Work instructions:
Reproduce all records verbatim.

Dataset entries
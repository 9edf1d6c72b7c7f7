//! Records persisted by the store and exchanged over the JSON API.

use chrono::{DateTime, Utc};
use serde::{Deserialize, Serialize};
use sqlx::sqlite::SqliteRow;
use sqlx::{FromRow, Row};

/// A stored media asset plus metadata. Never mutated after creation.
#[derive(Debug, Clone, PartialEq, Serialize, Deserialize, FromRow)]
pub struct Video {
    pub id: i64,
    pub title: String,
    pub description: Option<String>,
    pub blob_url: String,
    /// Seconds; filled in by the player once the media is loaded
    pub duration: Option<f64>,
    pub created_at: DateTime<Utc>,
}

/// A timestamped free-text annotation on a video.
#[derive(Debug, Clone, PartialEq, Serialize, Deserialize, FromRow)]
pub struct Note {
    pub id: i64,
    pub video_id: i64,
    /// Seconds from the start of the video
    pub timestamp: f64,
    pub note: String,
    pub created_at: DateTime<Utc>,
}

/// A timestamped multiple-choice question with one correct option.
#[derive(Debug, Clone, PartialEq, Serialize, Deserialize)]
pub struct Quiz {
    pub id: i64,
    pub video_id: i64,
    pub timestamp: f64,
    pub question: String,
    pub options: Vec<String>,
    /// Zero-based index into `options`
    pub correct_answer: i64,
    pub created_at: DateTime<Utc>,
}

impl Quiz {
    /// Whether `index` names the correct option
    pub fn is_correct(&self, index: usize) -> bool {
        usize::try_from(self.correct_answer).map_or(false, |correct| correct == index)
    }
}

// `options` is stored as a JSON array in a TEXT column.
impl<'r> FromRow<'r, SqliteRow> for Quiz {
    fn from_row(row: &'r SqliteRow) -> Result<Self, sqlx::Error> {
        let options_json: String = row.try_get("options")?;
        let options: Vec<String> =
            serde_json::from_str(&options_json).map_err(|e| sqlx::Error::ColumnDecode {
                index: "options".to_string(),
                source: Box::new(e),
            })?;

        Ok(Self {
            id: row.try_get("id")?,
            video_id: row.try_get("video_id")?,
            timestamp: row.try_get("timestamp")?,
            question: row.try_get("question")?,
            options,
            correct_answer: row.try_get("correct_answer")?,
            created_at: row.try_get("created_at")?,
        })
    }
}

/// A video together with its annotations, each list ascending by timestamp.
#[derive(Debug, Clone, PartialEq, Serialize, Deserialize)]
pub struct VideoDetails {
    pub video: Video,
    pub notes: Vec<Note>,
    pub quizzes: Vec<Quiz>,
}

fn deserialize_optional_id<'de, D>(deserializer: D) -> Result<Option<i64>, D::Error>
where
    D: serde::Deserializer<'de>,
{
    use serde::de::Error;

    // Route parameters reach the player as strings, so ids arrive either way.
    #[derive(Deserialize)]
    #[serde(untagged)]
    enum IdRepr {
        Int(i64),
        Text(String),
    }

    match Option::<IdRepr>::deserialize(deserializer)? {
        None => Ok(None),
        Some(IdRepr::Int(id)) => Ok(Some(id)),
        Some(IdRepr::Text(text)) if text.trim().is_empty() => Ok(None),
        Some(IdRepr::Text(text)) => text
            .trim()
            .parse()
            .map(Some)
            .map_err(|_| D::Error::custom(format!("invalid video id '{}'", text))),
    }
}

/// Body of `POST /api/videos/save-metadata`
#[derive(Debug, Clone, Default, Serialize, Deserialize)]
#[serde(rename_all = "camelCase")]
pub struct SaveMetadataRequest {
    pub title: Option<String>,
    pub description: Option<String>,
    pub blob_url: Option<String>,
}

/// Body of `POST /api/notes`
#[derive(Debug, Clone, Default, Serialize, Deserialize)]
#[serde(rename_all = "camelCase")]
pub struct CreateNoteRequest {
    #[serde(default, deserialize_with = "deserialize_optional_id")]
    pub video_id: Option<i64>,
    pub timestamp: Option<f64>,
    pub note: Option<String>,
}

/// Body of `POST /api/quizzes`
#[derive(Debug, Clone, Default, Serialize, Deserialize)]
#[serde(rename_all = "camelCase")]
pub struct CreateQuizRequest {
    #[serde(default, deserialize_with = "deserialize_optional_id")]
    pub video_id: Option<i64>,
    pub timestamp: Option<f64>,
    pub question: Option<String>,
    pub options: Option<Vec<String>>,
    pub correct_answer: Option<i64>,
}

#[derive(Debug, Clone, Serialize, Deserialize)]
pub struct VideoList {
    pub videos: Vec<Video>,
}

#[derive(Debug, Clone, Serialize, Deserialize)]
pub struct VideoEnvelope {
    pub video: Video,
}

#[derive(Debug, Clone, Serialize, Deserialize)]
pub struct NoteEnvelope {
    pub note: Note,
}

#[derive(Debug, Clone, Serialize, Deserialize)]
pub struct QuizEnvelope {
    pub quiz: Quiz,
}

#[derive(Debug, Clone, Serialize, Deserialize)]
pub struct DeleteResponse {
    pub success: bool,
}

Written answer:
repository 9edf1d6c72b7c7f7
//! Records persisted by the store and exchanged over the JSON API.

use chrono::{DateTime, Utc};
use serde::{Deserialize, Serialize};
use sqlx::sqlite::SqliteRow;
use sqlx::{FromRow, Row};

/// A stored media asset plus metadata. Never mutated after creation.
#[derive(Debug, Clone, PartialEq, Serialize, Deserialize, FromRow)]
pub struct Video {
    pub id: i64,
    pub title: String,
    pub description: Option<String>,
    pub blob_url: String,
    /// Seconds; filled in by the player once the media is loaded
    pub duration: Option<f64>,
    pub created_at: DateTime<Utc>,
}

/// A timestamped free-text annotation on a video.
#[derive(Debug, Clone, PartialEq, Serialize, Deserialize, FromRow)]
pub struct Note {
    pub id: i64,
    pub video_id: i64,
    /// Seconds from the start of the video
    pub timestamp: f64,
    pub note: String,
    pub created_at: DateTime<Utc>,
}

/// A timestamped multiple-choice question with one correct option.
#[derive(Debug, Clone, PartialEq, Serialize, Deserialize)]
pub struct Quiz {
    pub id: i64,
    pub video_id: i64,
    pub timestamp: f64,
    pub question: String,
    pub options: Vec<String>,
    /// Zero-based index into `options`
    pub correct_answer: i64,
    pub created_at: DateTime<Utc>,
}

impl Quiz {
    /// Whether `index` names the correct option
    pub fn is_correct(&self, index: usize) -> bool {
        usize::try_from(self.correct_answer).map_or(false, |correct| correct == index)
    }
}

// `options` is stored as a JSON array in a TEXT column.
impl<'r> FromRow<'r, SqliteRow> for Quiz {
    fn from_row(row: &'r SqliteRow) -> Result<Self, sqlx::Error> {
        let options_json: String = row.try_get("options")?;
        let options: Vec<String> =
            serde_json::from_str(&options_json).map_err(|e| sqlx::Error::ColumnDecode {
                index: "options".to_string(),
                source: Box::new(e),
            })?;

        Ok(Self {
            id: row.try_get("id")?,
            video_id: row.try_get("video_id")?,
            timestamp: row.try_get("timestamp")?,
            question: row.try_get("question")?,
            options,
            correct_answer: row.try_get("correct_answer")?,
            created_at: row.try_get("created_at")?,
        })
    }
}

/// A video together with its annotations, each list ascending by timestamp.
#[derive(Debug, Clone, PartialEq, Serialize, Deserialize)]
pub struct VideoDetails {
    pub video: Video,
    pub notes: Vec<Note>,
    pub quizzes: Vec<Quiz>,
}

fn deserialize_optional_id<'de, D>(deserializer: D) -> Result<Option<i64>, D::Error>
where
    D: serde::Deserializer<'de>,
{
    use serde::de::Error;

    // Route parameters reach the player as strings, so ids arrive either way.
    #[derive(Deserialize)]
    #[serde(untagged)]
    enum IdRepr {
        Int(i64),
        Text(String),
    }

    match Option::<IdRepr>::deserialize(deserializer)? {
        None => Ok(None),
        Some(IdRepr::Int(id)) => Ok(Some(id)),
        Some(IdRepr::Text(text)) if text.trim().is_empty() => Ok(None),
        Some(IdRepr::Text(text)) => text
            .trim()
            .parse()
            .map(Some)
            .map_err(|_| D::Error::custom(format!("invalid video id '{}'", text))),
    }
}

/// Body of `POST /api/videos/save-metadata`
#[derive(Debug, Clone, Default, Serialize, Deserialize)]
#[serde(rename_all = "camelCase")]
pub struct SaveMetadataRequest {
    pub title: Option<String>,
    pub description: Option<String>,
    pub blob_url: Option<String>,
}

/// Body of `POST /api/notes`
#[derive(Debug, Clone, Default, Serialize, Deserialize)]
#[serde(rename_all = "camelCase")]
pub struct CreateNoteRequest {
    #[serde(default, deserialize_with = "deserialize_optional_id")]
    pub video_id: Option<i64>,
    pub timestamp: Option<f64>,
    pub note: Option<String>,
}

/// Body of `POST /api/quizzes`
#[derive(Debug, Clone, Default, Serialize, Deserialize)]
#[serde(rename_all = "camelCase")]
pub struct CreateQuizRequest {
    #[serde(default, deserialize_with = "deserialize_optional_id")]
    pub video_id: Option<i64>,
    pub timestamp: Option<f64>,
    pub question: Option<String>,
    pub options: Option<Vec<String>>,
    pub correct_answer: Option<i64>,
}

#[derive(Debug, Clone, Serialize, Deserialize)]
pub struct VideoList {
    pub videos: Vec<Video>,
}

#[derive(Debug, Clone, Serialize, Deserialize)]
pub struct VideoEnvelope {
    pub video: Video,
}

#[derive(Debug, Clone, Serialize, Deserialize)]
pub struct NoteEnvelope {
    pub note: Note,
}

#[derive(Debug, Clone, Serialize, Deserialize)]
pub struct QuizEnvelope {
    pub quiz: Quiz,
}

#[derive(Debug, Clone, Serialize, Deserialize)]
pub struct DeleteResponse {
    pub success: bool,
}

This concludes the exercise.